I meet with so many women, sometimes men, but mostly women, who are suffering in painful, heartbreaking relationships. Often I see them watching their other dreams for themselves turn to ashes because they are so distraught with trying to salvage or forget their lost love.
Guerneville Girls
by Anne Hill © 1990
If these were my own kids I’d slap
them silly, and when they came to
me again with putty in their hair,
or quiet walking, fingering a note of
ownership from some boy with the right
shoes, I’d send the wind down at them
first, unglue the stars and decorations
in the gym, throw out the desks and
tables and start delivering babies
there, on the floor.

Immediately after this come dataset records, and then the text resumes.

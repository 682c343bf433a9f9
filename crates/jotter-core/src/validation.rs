//! Shape validation for note payloads.
//!
//! Turns an untyped JSON body into a [`NotePayload`] or a
//! [`Error::Validation`] naming the offending field. Only the shape is
//! checked: no length limits, no duplicate-tag rules.

use serde_json::{Map, Value};

use crate::error::{Error, Result};
use crate::models::NotePayload;

/// Validates create and edit payloads.
#[derive(Debug, Clone, Copy, Default)]
pub struct Validator;

impl Validator {
    pub fn new() -> Self {
        Self
    }

    /// Check that `body` is a string and, when present, that `title` is a
    /// string and `tags` is an array of strings.
    pub fn validate_note_payload(&self, payload: &Value) -> Result<NotePayload> {
        let object = payload
            .as_object()
            .ok_or_else(|| Error::Validation("Payload must be a JSON object".to_string()))?;

        let body = match object.get("body") {
            None => return Err(Error::Validation("\"body\" is required".to_string())),
            Some(value) => expect_string("body", value)?,
        };

        let title = object
            .get("title")
            .map(|value| expect_string("title", value))
            .transpose()?;

        let tags = validate_tags(object)?;

        Ok(NotePayload { title, body, tags })
    }
}

fn expect_string(field: &str, value: &Value) -> Result<String> {
    value
        .as_str()
        .map(str::to_owned)
        .ok_or_else(|| Error::Validation(format!("\"{}\" must be a string", field)))
}

fn validate_tags(object: &Map<String, Value>) -> Result<Vec<String>> {
    let Some(value) = object.get("tags") else {
        return Ok(Vec::new());
    };

    let items = value
        .as_array()
        .ok_or_else(|| Error::Validation("\"tags\" must be an array".to_string()))?;

    items
        .iter()
        .enumerate()
        .map(|(i, item)| expect_string(&format!("tags[{}]", i), item))
        .collect()
}
//! Server configuration from environment variables.
//!
//! | Variable | Default | Meaning |
//! |----------|---------|---------|
//! | `HOST` | `0.0.0.0` | Bind address |
//! | `PORT` | `3000` | Bind port |
//! | `NOTES_STORE` | `memory` | `memory` or `file` |
//! | `NOTES_FILE` | `data/notes.json` | JSON file used when `NOTES_STORE=file` |
//! | `MAX_BODY_BYTES` | `1048576` | Request body limit |
//! | `LOG_FORMAT` | `text` | `text` or `json` |
//! | `LOG_FILE` | unset | Log to a daily-rotated file instead of stdout |
//! | `LOG_ANSI` | auto | Force ANSI colors on (`true`/`1`) or off |

use std::path::PathBuf;
use std::sync::Arc;

use jotter_core::{defaults, Error, NoteStore, Result};
use jotter_store::{FileNoteStore, MemoryNoteStore};

/// Which [`NoteStore`] backs the service.
#[derive(Debug, Clone, PartialEq, Eq)]
pub enum StoreKind {
    Memory,
    File(PathBuf),
}

#[derive(Debug, Clone, Copy, PartialEq, Eq)]
pub enum LogFormat {
    Text,
    Json,
}

#[derive(Debug, Clone, PartialEq, Eq)]
pub struct LogConfig {
    pub format: LogFormat,
    pub file: Option<String>,
    pub ansi: Option<bool>,
}

#[derive(Debug, Clone, PartialEq, Eq)]
pub struct ServerConfig {
    pub host: String,
    pub port: u16,
    pub store: StoreKind,
    pub max_body_bytes: usize,
    pub log: LogConfig,
}

impl ServerConfig {
    /// Read configuration from the process environment.
    pub fn from_env() -> Result<Self> {
        Self::from_lookup(|key| std::env::var(key).ok())
    }

    /// Read configuration through `lookup`, which returns a variable's value if set.
    ///
    /// Unparseable numbers fall back to their defaults; an unknown
    /// `NOTES_STORE` is an error.
    pub fn from_lookup(lookup: impl Fn(&str) -> Option<String>) -> Result<Self> {
        let host = lookup("HOST").unwrap_or_else(|| defaults::SERVER_HOST.to_string());
        let port = lookup("PORT")
            .and_then(|v| v.parse().ok())
            .unwrap_or(defaults::SERVER_PORT);
        let max_body_bytes = lookup("MAX_BODY_BYTES")
            .and_then(|v| v.parse().ok())
            .unwrap_or(defaults::MAX_BODY_BYTES);

        let store = match lookup("NOTES_STORE").as_deref().map(str::trim) {
            None | Some("") | Some("memory") => StoreKind::Memory,
            Some("file") => StoreKind::File(
                lookup("NOTES_FILE")
                    .map(PathBuf::from)
                    .unwrap_or_else(|| PathBuf::from(defaults::NOTES_FILE)),
            ),
            Some(other) => {
                return Err(Error::Config(format!(
                    "NOTES_STORE must be \"memory\" or \"file\", got \"{}\"",
                    other
                )))
            }
        };

        let format = match lookup("LOG_FORMAT").as_deref() {
            Some("json") => LogFormat::Json,
            _ => LogFormat::Text,
        };
        let log = LogConfig {
            format,
            file: lookup("LOG_FILE"),
            ansi: lookup("LOG_ANSI").map(|v| v == "true" || v == "1"),
        };

        Ok(Self {
            host,
            port,
            store,
            max_body_bytes,
            log,
        })
    }

    /// Construct the configured store.
    pub async fn open_store(&self) -> Result<Arc<dyn NoteStore>> {
        let store: Arc<dyn NoteStore> = match &self.store {
            StoreKind::Memory => Arc::new(MemoryNoteStore::new()),
            StoreKind::File(path) => Arc::new(FileNoteStore::open(path.clone()).await?),
        };
        Ok(store)
    }
}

The mothers will
be the kind who curse and rant and
swear to God that man won’t lay another
finger on them, look what he did to
me that bastard, and where is he now?
The girls will unlace their shoes and
slip quickly behind my back to the
river, where they will not be able
to resist the urge to throw off their
slim jeans and wade, murky, to where
the river becomes real, and a threat,
and they will learn to swim against
it as though strength were a good
thing. Then the moon could draw
down into their bellies and meet no
resistance, sliding on through to where
muddy feet stand gripping the banks
of wideness, silt and foam, and
the white track across the water would
be more than chalk on an empty board.